MERIDA, Mexico (Reuters) - President George W. Bush tried to reassure increasingly skeptical Mexicans on Tuesday that he has not given up on overhauling U.S. immigration policy despite failing in Congress last year.
Bush told Mexican President Felipe Calderon in their first summit meeting he would try again to convince U.S. lawmakers to pass his plans to soften immigration laws and allow a guest worker program.
“My pledge to you and your government, but more importantly the people of Mexico, is that I will work as hard as I possibly can to pass comprehensive immigration reform,” Bush said at a luxury hotel set in farm grounds on the outskirts of the southeastern Mexican city of Merida.
Mexico’s importance to U.S. business and trade is unrivaled in Latin America. Yet a sense of neglect has set in as Bush, who promised to make Mexico a priority when he took office in 2001, has become distracted by the Iraq war, which has made him even more unpopular in Latin America than he is at home.
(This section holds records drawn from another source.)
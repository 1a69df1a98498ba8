use std::sync::Arc;

use chrono::{DateTime, Duration, NaiveDate, Utc};
use rust_decimal::Decimal;

use crate::leave::{LeavePolicy, LeaveService, SubmitLeave};
use crate::model::employee::Employee;
use crate::model::leave_balance::{BalanceKey, LeaveBalance};
use crate::model::leave_type::LeaveType;
use crate::store::Clock;
use crate::store::memory::{FixedClock, MemoryDirectory, MemoryLeaveStore, MemoryNotifications};

pub const ANNUAL: u64 = 1;
pub const SICK: u64 = 2;
pub const FAMILY: u64 = 3;
pub const STUDY: u64 = 4;

/// Line manager of `EMPLOYEE`.
pub const MANAGER: u64 = 1;
/// Manages nobody.
pub const OTHER_MANAGER: u64 = 3;
pub const GONE_MANAGER: u64 = 2;
pub const EMPLOYEE: u64 = 10;
pub const UNMANAGED: u64 = 11;
pub const ORPHANED: u64 = 12;

pub fn date(y: i32, m: u32, d: u32) -> NaiveDate {
    NaiveDate::from_ymd_opt(y, m, d).expect("valid date")
}

pub fn days(value: i64) -> Decimal {
    Decimal::from(value)
}

/// Monday 2 March 2026, 08:00 UTC.
pub fn monday_morning() -> DateTime<Utc> {
    DateTime::parse_from_rfc3339("2026-03-02T08:00:00Z")
        .expect("timestamp")
        .with_timezone(&Utc)
}

fn leave_type(id: u64, name: &str, default_days: i64, requires_approval: bool) -> LeaveType {
    LeaveType {
        id,
        name: name.to_string(),
        default_days: Decimal::from(default_days),
        requires_approval,
        is_paid: true,
        is_active: true,
    }
}

pub fn employee(id: u64, hire_date: NaiveDate, line_manager_id: Option<u64>) -> Employee {
    Employee {
        id,
        email: format!("employee{id}@example.co.za"),
        hire_date,
        line_manager_id,
        is_deleted: false,
    }
}

pub struct Harness {
    pub service: Arc<LeaveService>,
    pub store: Arc<MemoryLeaveStore>,
    pub directory: Arc<MemoryDirectory>,
    pub notifications: Arc<MemoryNotifications>,
    pub clock: Arc<FixedClock>,
}

impl Harness {
    pub async fn new() -> Self {
        Self::with_policy(LeavePolicy::default()).await
    }

    pub async fn with_policy(policy: LeavePolicy) -> Self {
        let store = Arc::new(MemoryLeaveStore::new());
        store.add_leave_type(leave_type(ANNUAL, "Annual Leave", 15, true)).await;
        store.add_leave_type(leave_type(SICK, "Sick Leave", 30, true)).await;
        store
            .add_leave_type(leave_type(FAMILY, "Family Responsibility Leave", 3, true))
            .await;
        store.add_leave_type(leave_type(STUDY, "Study Leave", 5, false)).await;

        let directory = Arc::new(MemoryDirectory::default());
        directory.insert(employee(MANAGER, date(2020, 1, 6), None));
        directory.insert(Employee {
            is_deleted: true,
            ..employee(GONE_MANAGER, date(2019, 5, 1), None)
        });
        directory.insert(employee(OTHER_MANAGER, date(2021, 2, 1), None));
        directory.insert(employee(EMPLOYEE, date(2024, 1, 15), Some(MANAGER)));
        directory.insert(employee(UNMANAGED, date(2024, 1, 15), None));
        directory.insert(employee(ORPHANED, date(2024, 1, 15), Some(GONE_MANAGER)));

        let notifications = Arc::new(MemoryNotifications::default());
        let clock = Arc::new(FixedClock::new(monday_morning()));
        let service = Arc::new(LeaveService::new(
            store.clone(),
            directory.clone(),
            notifications.clone(),
            clock.clone(),
            policy,
        ));

        Self {
            service,
            store,
            directory,
            notifications,
            clock,
        }
    }

    /// Adds an employee reporting to `MANAGER`, hired `days_ago` days before now.
    pub fn hire(&self, id: u64, days_ago: i64) {
        let hired = monday_morning().date_naive() - Duration::days(days_ago);
        self.directory.insert(employee(id, hired, Some(MANAGER)));
    }

    pub fn clock_now(&self) -> DateTime<Utc> {
        self.clock.now()
    }

    pub async fn balance(&self, employee_id: u64, leave_type_id: u64, year: i32) -> LeaveBalance {
        self.store
            .balance(BalanceKey::new(employee_id, leave_type_id, year))
            .await
            .expect("balance row")
    }
}

pub fn request(leave_type_id: u64, start: NaiveDate, end: NaiveDate) -> SubmitLeave {
    SubmitLeave {
        leave_type_id,
        start_date: start,
        end_date: end,
        reason: "Family visit".to_string(),
    }
}

/// Mon 9 to Wed 11 March 2026: three working days.
pub fn three_days() -> SubmitLeave {
    request(ANNUAL, date(2026, 3, 9), date(2026, 3, 11))
}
Mexicans make up more than half of the estimated 12 million illegal immigrants in the United States and Mexico is upset at U.S. plans to build a security fence along parts of the border to curb illegal immigration.
Calderon, a conservative who took office last December, was blunt in private talks with Bush. The Mexican leader expressed “deep concerns about whether or not America can pass such a law,” Bush said.
Calderon criticized the plan to build security fencing along 700 miles of border. “Migration cannot be stopped and certainly not by decree,” told reporters.
Mexico posed a complex challenge for Bush on the final stop of a Latin American tour aimed at shoring up his standing and countering the anti-U.S. influence of Venezuelan President Hugo Chavez.
Calderon told a Mexican newspaper he did not have high hopes for Bush’s visit, which ends on Wednesday, and said he wanted Mexico to get closer to communist-run Cuba.
Bush, who speaks some Spanish, bantered with Mexican journalists in their own language and declined to use headphones for simultaneous translation when he listened to Calderon’s remarks at a welcome ceremony.
He won some relief in Mexico from the rowdy demonstrations that greeted him in the rest of Latin America.
A tiny group of protesters gathered near the ancient Mayan site at Uxmal which Bush visited with Calderon. The pair gazed out from a stone staircase at a temple as an archeologist explained the history to them.
“Bush, oil drinker, international terrorist, get out of Mexico,” read a protest banner on the highway to Uxmal.
Bush had made immigration reform pledges to Mexico’s former president, Vicente Fox, who left power without a deal.
Bush failed to get an overhaul through the Republican-led Congress last year due to conservative concerns about border enforcement. Whether Democrats in an uproar about the Iraq war will now be open to an immigration deal is uncertain.
“We need freedom of movement for workers just like there is for products but all they want to do is build a wall on the border,” said Bertha Elena Munguia, 49, one of some 250 people who protested against Bush in Merida on Monday night.
It was Bush’s fifth trip to Mexico since taking office but he has not gone to Mexico City in any of the visits. Security would be a headache in the chaotic, traffic-choked capital where the left-wing is strong.
Anger across Latin America at U.S. immigration and trade policies have helped bolster Chavez, who has shadowed Bush on a regional counter-tour hurling insults from a distance.
To Washington’s approval, Calderon has sent thousands of troops into a fight against Mexican drug cartels who killed around 2,000 people in a turf war last year.
But he repeatedly complains that the United States does not do enough to fight drug consumption at home or stop Mexican gangs buying weapons north of the border.